- [Instructions to follow]
Retype every entry word for word.

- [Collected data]
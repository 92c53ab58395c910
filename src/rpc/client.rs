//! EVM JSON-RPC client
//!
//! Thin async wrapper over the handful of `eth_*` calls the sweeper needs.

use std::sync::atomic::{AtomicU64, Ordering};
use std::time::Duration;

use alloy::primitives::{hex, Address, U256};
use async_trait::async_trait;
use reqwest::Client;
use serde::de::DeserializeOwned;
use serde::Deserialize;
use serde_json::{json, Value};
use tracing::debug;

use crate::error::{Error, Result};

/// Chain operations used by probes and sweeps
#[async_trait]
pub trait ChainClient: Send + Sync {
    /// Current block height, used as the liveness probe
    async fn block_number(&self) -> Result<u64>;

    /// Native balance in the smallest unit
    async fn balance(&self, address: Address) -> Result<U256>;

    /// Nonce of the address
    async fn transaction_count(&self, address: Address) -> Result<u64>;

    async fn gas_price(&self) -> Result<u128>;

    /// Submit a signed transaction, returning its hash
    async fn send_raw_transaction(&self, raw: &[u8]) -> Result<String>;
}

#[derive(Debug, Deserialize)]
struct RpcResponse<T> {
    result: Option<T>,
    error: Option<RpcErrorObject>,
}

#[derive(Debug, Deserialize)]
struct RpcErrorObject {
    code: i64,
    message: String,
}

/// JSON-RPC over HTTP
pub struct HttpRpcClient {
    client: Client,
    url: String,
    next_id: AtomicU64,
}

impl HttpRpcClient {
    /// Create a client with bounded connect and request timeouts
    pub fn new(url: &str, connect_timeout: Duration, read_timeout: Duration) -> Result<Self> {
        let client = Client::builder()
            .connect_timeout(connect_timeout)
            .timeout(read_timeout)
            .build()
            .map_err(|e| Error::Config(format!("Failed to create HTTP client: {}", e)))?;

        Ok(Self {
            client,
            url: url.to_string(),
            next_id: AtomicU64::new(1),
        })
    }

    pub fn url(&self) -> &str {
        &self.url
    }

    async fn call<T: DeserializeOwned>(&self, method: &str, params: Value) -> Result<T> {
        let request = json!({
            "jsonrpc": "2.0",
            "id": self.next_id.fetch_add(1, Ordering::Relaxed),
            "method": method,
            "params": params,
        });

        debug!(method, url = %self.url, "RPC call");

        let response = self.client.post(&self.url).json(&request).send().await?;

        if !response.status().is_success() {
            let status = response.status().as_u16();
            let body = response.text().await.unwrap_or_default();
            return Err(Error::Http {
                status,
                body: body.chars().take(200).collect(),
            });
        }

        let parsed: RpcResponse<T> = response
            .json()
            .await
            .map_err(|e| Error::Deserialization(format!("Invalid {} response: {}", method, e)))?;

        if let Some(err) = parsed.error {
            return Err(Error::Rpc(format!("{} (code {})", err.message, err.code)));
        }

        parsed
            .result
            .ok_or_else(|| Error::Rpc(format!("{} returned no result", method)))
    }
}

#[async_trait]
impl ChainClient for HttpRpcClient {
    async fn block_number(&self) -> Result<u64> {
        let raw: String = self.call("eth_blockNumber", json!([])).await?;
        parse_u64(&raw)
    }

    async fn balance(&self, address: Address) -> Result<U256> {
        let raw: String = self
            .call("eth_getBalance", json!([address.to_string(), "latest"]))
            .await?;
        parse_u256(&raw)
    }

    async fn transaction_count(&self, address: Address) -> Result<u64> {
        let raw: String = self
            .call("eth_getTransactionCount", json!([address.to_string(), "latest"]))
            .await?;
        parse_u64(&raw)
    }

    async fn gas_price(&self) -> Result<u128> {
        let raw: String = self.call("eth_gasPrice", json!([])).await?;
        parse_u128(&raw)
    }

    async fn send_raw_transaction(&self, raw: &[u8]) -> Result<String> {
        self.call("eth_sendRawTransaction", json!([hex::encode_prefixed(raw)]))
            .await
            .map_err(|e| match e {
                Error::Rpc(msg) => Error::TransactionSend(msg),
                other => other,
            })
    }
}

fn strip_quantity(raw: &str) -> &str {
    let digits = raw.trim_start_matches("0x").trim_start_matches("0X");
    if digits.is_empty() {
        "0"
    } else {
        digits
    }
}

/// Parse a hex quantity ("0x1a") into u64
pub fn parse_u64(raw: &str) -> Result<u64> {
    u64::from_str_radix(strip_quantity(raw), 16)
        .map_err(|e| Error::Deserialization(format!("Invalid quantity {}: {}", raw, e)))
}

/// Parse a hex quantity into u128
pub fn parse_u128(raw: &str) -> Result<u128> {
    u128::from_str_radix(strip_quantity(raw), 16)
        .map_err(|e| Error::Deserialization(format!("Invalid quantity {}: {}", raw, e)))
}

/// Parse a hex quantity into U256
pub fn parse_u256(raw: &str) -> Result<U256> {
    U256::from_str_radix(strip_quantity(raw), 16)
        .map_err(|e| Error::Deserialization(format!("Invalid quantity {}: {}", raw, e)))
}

- [Task output]
repository 92c53ab58395c910
filename src/rpc/client.rs
//! EVM JSON-RPC client
//!
//! Thin async wrapper over the handful of `eth_*` calls the sweeper needs.

use std::sync::atomic::{AtomicU64, Ordering};
use std::time::Duration;

use alloy::primitives::{hex, Address, U256};
use async_trait::async_trait;
use reqwest::Client;
use serde::de::DeserializeOwned;
use serde::Deserialize;
use serde_json::{json, Value};
use tracing::debug;

use crate::error::{Error, Result};

/// Chain operations used by probes and sweeps
#[async_trait]
pub trait ChainClient: Send + Sync {
    /// Current block height, used as the liveness probe
    async fn block_number(&self) -> Result<u64>;

    /// Native balance in the smallest unit
    async fn balance(&self, address: Address) -> Result<U256>;

    /// Nonce of the address
    async fn transaction_count(&self, address: Address) -> Result<u64>;

    async fn gas_price(&self) -> Result<u128>;

    /// Submit a signed transaction, returning its hash
    async fn send_raw_transaction(&self, raw: &[u8]) -> Result<String>;
}

#[derive(Debug, Deserialize)]
struct RpcResponse<T> {
    result: Option<T>,
    error: Option<RpcErrorObject>,
}

#[derive(Debug, Deserialize)]
struct RpcErrorObject {
    code: i64,
    message: String,
}

/// JSON-RPC over HTTP
pub struct HttpRpcClient {
    client: Client,
    url: String,
    next_id: AtomicU64,
}

impl HttpRpcClient {
    /// Create a client with bounded connect and request timeouts
    pub fn new(url: &str, connect_timeout: Duration, read_timeout: Duration) -> Result<Self> {
        let client = Client::builder()
            .connect_timeout(connect_timeout)
            .timeout(read_timeout)
            .build()
            .map_err(|e| Error::Config(format!("Failed to create HTTP client: {}", e)))?;

        Ok(Self {
            client,
            url: url.to_string(),
            next_id: AtomicU64::new(1),
        })
    }

    pub fn url(&self) -> &str {
        &self.url
    }

    async fn call<T: DeserializeOwned>(&self, method: &str, params: Value) -> Result<T> {
        let request = json!({
            "jsonrpc": "2.0",
            "id": self.next_id.fetch_add(1, Ordering::Relaxed),
            "method": method,
            "params": params,
        });

        debug!(method, url = %self.url, "RPC call");

        let response = self.client.post(&self.url).json(&request).send().await?;

        if !response.status().is_success() {
            let status = response.status().as_u16();
            let body = response.text().await.unwrap_or_default();
            return Err(Error::Http {
                status,
                body: body.chars().take(200).collect(),
            });
        }

        let parsed: RpcResponse<T> = response
            .json()
            .await
            .map_err(|e| Error::Deserialization(format!("Invalid {} response: {}", method, e)))?;

        if let Some(err) = parsed.error {
            return Err(Error::Rpc(format!("{} (code {})", err.message, err.code)));
        }

        parsed
            .result
            .ok_or_else(|| Error::Rpc(format!("{} returned no result", method)))
    }
}

#[async_trait]
impl ChainClient for HttpRpcClient {
    async fn block_number(&self) -> Result<u64> {
        let raw: String = self.call("eth_blockNumber", json!([])).await?;
        parse_u64(&raw)
    }

    async fn balance(&self, address: Address) -> Result<U256> {
        let raw: String = self
            .call("eth_getBalance", json!([address.to_string(), "latest"]))
            .await?;
        parse_u256(&raw)
    }

    async fn transaction_count(&self, address: Address) -> Result<u64> {
        let raw: String = self
            .call("eth_getTransactionCount", json!([address.to_string(), "latest"]))
            .await?;
        parse_u64(&raw)
    }

    async fn gas_price(&self) -> Result<u128> {
        let raw: String = self.call("eth_gasPrice", json!([])).await?;
        parse_u128(&raw)
    }

    async fn send_raw_transaction(&self, raw: &[u8]) -> Result<String> {
        self.call("eth_sendRawTransaction", json!([hex::encode_prefixed(raw)]))
            .await
            .map_err(|e| match e {
                Error::Rpc(msg) => Error::TransactionSend(msg),
                other => other,
            })
    }
}

fn strip_quantity(raw: &str) -> &str {
    let digits = raw.trim_start_matches("0x").trim_start_matches("0X");
    if digits.is_empty() {
        "0"
    } else {
        digits
    }
}

/// Parse a hex quantity ("0x1a") into u64
pub fn parse_u64(raw: &str) -> Result<u64> {
    u64::from_str_radix(strip_quantity(raw), 16)
        .map_err(|e| Error::Deserialization(format!("Invalid quantity {}: {}", raw, e)))
}

/// Parse a hex quantity into u128
pub fn parse_u128(raw: &str) -> Result<u128> {
    u128::from_str_radix(strip_quantity(raw), 16)
        .map_err(|e| Error::Deserialization(format!("Invalid quantity {}: {}", raw, e)))
}

/// Parse a hex quantity into U256
pub fn parse_u256(raw: &str) -> Result<U256> {
    U256::from_str_radix(strip_quantity(raw), 16)
        .map_err(|e| Error::Deserialization(format!("Invalid quantity {}: {}", raw, e)))
}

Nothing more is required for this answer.